(Records from a data collection)
========================
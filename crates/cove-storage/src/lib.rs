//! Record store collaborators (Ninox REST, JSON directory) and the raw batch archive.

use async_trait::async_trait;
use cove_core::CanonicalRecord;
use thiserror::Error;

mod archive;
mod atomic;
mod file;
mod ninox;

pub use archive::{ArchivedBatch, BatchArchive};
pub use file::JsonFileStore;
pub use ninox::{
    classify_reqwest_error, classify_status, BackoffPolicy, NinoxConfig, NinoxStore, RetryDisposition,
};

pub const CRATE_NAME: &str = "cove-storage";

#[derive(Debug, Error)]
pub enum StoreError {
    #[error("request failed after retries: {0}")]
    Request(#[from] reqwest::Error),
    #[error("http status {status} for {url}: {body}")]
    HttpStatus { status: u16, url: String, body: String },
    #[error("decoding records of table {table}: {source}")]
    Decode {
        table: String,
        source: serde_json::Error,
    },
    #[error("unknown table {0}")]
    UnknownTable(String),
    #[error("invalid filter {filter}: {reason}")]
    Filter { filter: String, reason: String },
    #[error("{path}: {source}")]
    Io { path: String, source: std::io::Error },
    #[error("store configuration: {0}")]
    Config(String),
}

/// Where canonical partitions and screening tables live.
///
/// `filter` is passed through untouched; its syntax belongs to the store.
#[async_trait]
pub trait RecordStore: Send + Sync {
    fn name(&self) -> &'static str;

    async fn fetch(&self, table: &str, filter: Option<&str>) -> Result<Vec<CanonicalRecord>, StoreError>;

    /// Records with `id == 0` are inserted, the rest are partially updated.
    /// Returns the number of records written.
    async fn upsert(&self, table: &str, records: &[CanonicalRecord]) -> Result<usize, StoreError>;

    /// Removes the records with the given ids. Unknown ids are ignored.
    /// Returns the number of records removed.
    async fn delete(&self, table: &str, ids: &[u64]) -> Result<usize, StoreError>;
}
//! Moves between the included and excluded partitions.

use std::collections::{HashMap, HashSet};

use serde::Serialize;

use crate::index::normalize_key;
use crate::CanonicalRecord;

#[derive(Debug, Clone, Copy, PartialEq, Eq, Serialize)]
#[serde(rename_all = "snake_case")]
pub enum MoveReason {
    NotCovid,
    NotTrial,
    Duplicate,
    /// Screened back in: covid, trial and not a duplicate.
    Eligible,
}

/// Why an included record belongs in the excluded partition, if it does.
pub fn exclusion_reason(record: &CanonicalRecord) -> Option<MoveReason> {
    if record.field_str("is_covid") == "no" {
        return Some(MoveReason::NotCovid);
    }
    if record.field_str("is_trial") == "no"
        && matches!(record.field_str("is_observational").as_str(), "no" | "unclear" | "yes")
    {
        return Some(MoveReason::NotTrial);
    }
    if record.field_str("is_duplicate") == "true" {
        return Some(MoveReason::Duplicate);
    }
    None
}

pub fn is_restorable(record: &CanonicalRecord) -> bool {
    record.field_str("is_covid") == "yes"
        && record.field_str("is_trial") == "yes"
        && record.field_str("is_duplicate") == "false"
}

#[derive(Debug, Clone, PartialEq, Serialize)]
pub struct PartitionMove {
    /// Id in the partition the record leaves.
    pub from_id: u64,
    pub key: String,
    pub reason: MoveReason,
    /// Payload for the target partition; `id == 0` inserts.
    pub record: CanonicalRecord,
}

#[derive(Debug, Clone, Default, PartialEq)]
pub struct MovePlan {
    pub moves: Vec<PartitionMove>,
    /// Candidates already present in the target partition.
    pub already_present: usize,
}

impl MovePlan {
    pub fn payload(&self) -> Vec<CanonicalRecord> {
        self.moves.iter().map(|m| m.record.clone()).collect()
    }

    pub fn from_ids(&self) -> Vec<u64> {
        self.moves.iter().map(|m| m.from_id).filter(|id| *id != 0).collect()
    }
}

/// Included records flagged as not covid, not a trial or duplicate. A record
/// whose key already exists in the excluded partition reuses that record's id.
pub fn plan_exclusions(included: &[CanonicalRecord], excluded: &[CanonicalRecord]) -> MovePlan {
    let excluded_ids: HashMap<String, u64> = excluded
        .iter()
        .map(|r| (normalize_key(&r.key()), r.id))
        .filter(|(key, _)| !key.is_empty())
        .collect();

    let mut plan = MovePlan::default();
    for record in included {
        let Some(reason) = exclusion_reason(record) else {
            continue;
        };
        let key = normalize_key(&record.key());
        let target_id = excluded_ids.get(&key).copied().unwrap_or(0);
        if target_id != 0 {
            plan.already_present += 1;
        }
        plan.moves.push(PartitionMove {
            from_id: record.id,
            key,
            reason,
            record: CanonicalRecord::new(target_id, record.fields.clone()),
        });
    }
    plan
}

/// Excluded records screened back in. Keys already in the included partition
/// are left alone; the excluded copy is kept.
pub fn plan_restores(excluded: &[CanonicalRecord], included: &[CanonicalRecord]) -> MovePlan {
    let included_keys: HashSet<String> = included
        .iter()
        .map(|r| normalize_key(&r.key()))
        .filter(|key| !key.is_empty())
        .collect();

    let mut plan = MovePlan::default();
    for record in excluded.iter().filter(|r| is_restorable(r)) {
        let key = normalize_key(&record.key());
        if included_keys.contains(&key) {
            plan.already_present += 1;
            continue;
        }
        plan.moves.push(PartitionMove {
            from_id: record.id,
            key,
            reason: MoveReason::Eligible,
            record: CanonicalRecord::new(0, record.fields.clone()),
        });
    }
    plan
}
========================
* _EXERCISE BRIEF_:
Nothing in the records may change; write them out again in full.

* _TASK RESPONSE_:
filename crates/cove-storage/src/lib.rs
//! Record store collaborators (Ninox REST, JSON directory) and the raw batch archive.

use async_trait::async_trait;
use cove_core::CanonicalRecord;
use thiserror::Error;

mod archive;
mod atomic;
mod file;
mod ninox;

pub use archive::{ArchivedBatch, BatchArchive};
pub use file::JsonFileStore;
pub use ninox::{
    classify_reqwest_error, classify_status, BackoffPolicy, NinoxConfig, NinoxStore, RetryDisposition,
};

pub const CRATE_NAME: &str = "cove-storage";

#[derive(Debug, Error)]
pub enum StoreError {
    #[error("request failed after retries: {0}")]
    Request(#[from] reqwest::Error),
    #[error("http status {status} for {url}: {body}")]
    HttpStatus { status: u16, url: String, body: String },
    #[error("decoding records of table {table}: {source}")]
    Decode {
        table: String,
        source: serde_json::Error,
    },
    #[error("unknown table {0}")]
    UnknownTable(String),
    #[error("invalid filter {filter}: {reason}")]
    Filter { filter: String, reason: String },
    #[error("{path}: {source}")]
    Io { path: String, source: std::io::Error },
    #[error("store configuration: {0}")]
    Config(String),
}

/// Where canonical partitions and screening tables live.
///
/// `filter` is passed through untouched; its syntax belongs to the store.
#[async_trait]
pub trait RecordStore: Send + Sync {
    fn name(&self) -> &'static str;

    async fn fetch(&self, table: &str, filter: Option<&str>) -> Result<Vec<CanonicalRecord>, StoreError>;

    /// Records with `id == 0` are inserted, the rest are partially updated.
    /// Returns the number of records written.
    async fn upsert(&self, table: &str, records: &[CanonicalRecord]) -> Result<usize, StoreError>;

    /// Removes the records with the given ids. Unknown ids are ignored.
    /// Returns the number of records removed.
    async fn delete(&self, table: &str, ids: &[u64]) -> Result<usize, StoreError>;
}
//! Moves between the included and excluded partitions.

use std::collections::{HashMap, HashSet};

use serde::Serialize;

use crate::index::normalize_key;
use crate::CanonicalRecord;

#[derive(Debug, Clone, Copy, PartialEq, Eq, Serialize)]
#[serde(rename_all = "snake_case")]
pub enum MoveReason {
    NotCovid,
    NotTrial,
    Duplicate,
    /// Screened back in: covid, trial and not a duplicate.
    Eligible,
}

/// Why an included record belongs in the excluded partition, if it does.
pub fn exclusion_reason(record: &CanonicalRecord) -> Option<MoveReason> {
    if record.field_str("is_covid") == "no" {
        return Some(MoveReason::NotCovid);
    }
    if record.field_str("is_trial") == "no"
        && matches!(record.field_str("is_observational").as_str(), "no" | "unclear" | "yes")
    {
        return Some(MoveReason::NotTrial);
    }
    if record.field_str("is_duplicate") == "true" {
        return Some(MoveReason::Duplicate);
    }
    None
}

pub fn is_restorable(record: &CanonicalRecord) -> bool {
    record.field_str("is_covid") == "yes"
        && record.field_str("is_trial") == "yes"
        && record.field_str("is_duplicate") == "false"
}

#[derive(Debug, Clone, PartialEq, Serialize)]
pub struct PartitionMove {
    /// Id in the partition the record leaves.
    pub from_id: u64,
    pub key: String,
    pub reason: MoveReason,
    /// Payload for the target partition; `id == 0` inserts.
    pub record: CanonicalRecord,
}

#[derive(Debug, Clone, Default, PartialEq)]
pub struct MovePlan {
    pub moves: Vec<PartitionMove>,
    /// Candidates already present in the target partition.
    pub already_present: usize,
}

impl MovePlan {
    pub fn payload(&self) -> Vec<CanonicalRecord> {
        self.moves.iter().map(|m| m.record.clone()).collect()
    }

    pub fn from_ids(&self) -> Vec<u64> {
        self.moves.iter().map(|m| m.from_id).filter(|id| *id != 0).collect()
    }
}

/// Included records flagged as not covid, not a trial or duplicate. A record
/// whose key already exists in the excluded partition reuses that record's id.
pub fn plan_exclusions(included: &[CanonicalRecord], excluded: &[CanonicalRecord]) -> MovePlan {
    let excluded_ids: HashMap<String, u64> = excluded
        .iter()
        .map(|r| (normalize_key(&r.key()), r.id))
        .filter(|(key, _)| !key.is_empty())
        .collect();

    let mut plan = MovePlan::default();
    for record in included {
        let Some(reason) = exclusion_reason(record) else {
            continue;
        };
        let key = normalize_key(&record.key());
        let target_id = excluded_ids.get(&key).copied().unwrap_or(0);
        if target_id != 0 {
            plan.already_present += 1;
        }
        plan.moves.push(PartitionMove {
            from_id: record.id,
            key,
            reason,
            record: CanonicalRecord::new(target_id, record.fields.clone()),
        });
    }
    plan
}

/// Excluded records screened back in. Keys already in the included partition
/// are left alone; the excluded copy is kept.
pub fn plan_restores(excluded: &[CanonicalRecord], included: &[CanonicalRecord]) -> MovePlan {
    let included_keys: HashSet<String> = included
        .iter()
        .map(|r| normalize_key(&r.key()))
        .filter(|key| !key.is_empty())
        .collect();

    let mut plan = MovePlan::default();
    for record in excluded.iter().filter(|r| is_restorable(r)) {
        let key = normalize_key(&record.key());
        if included_keys.contains(&key) {
            plan.already_present += 1;
            continue;
        }
        plan.moves.push(PartitionMove {
            from_id: record.id,
            key,
            reason: MoveReason::Eligible,
            record: CanonicalRecord::new(0, record.fields.clone()),
        });
    }
    plan
}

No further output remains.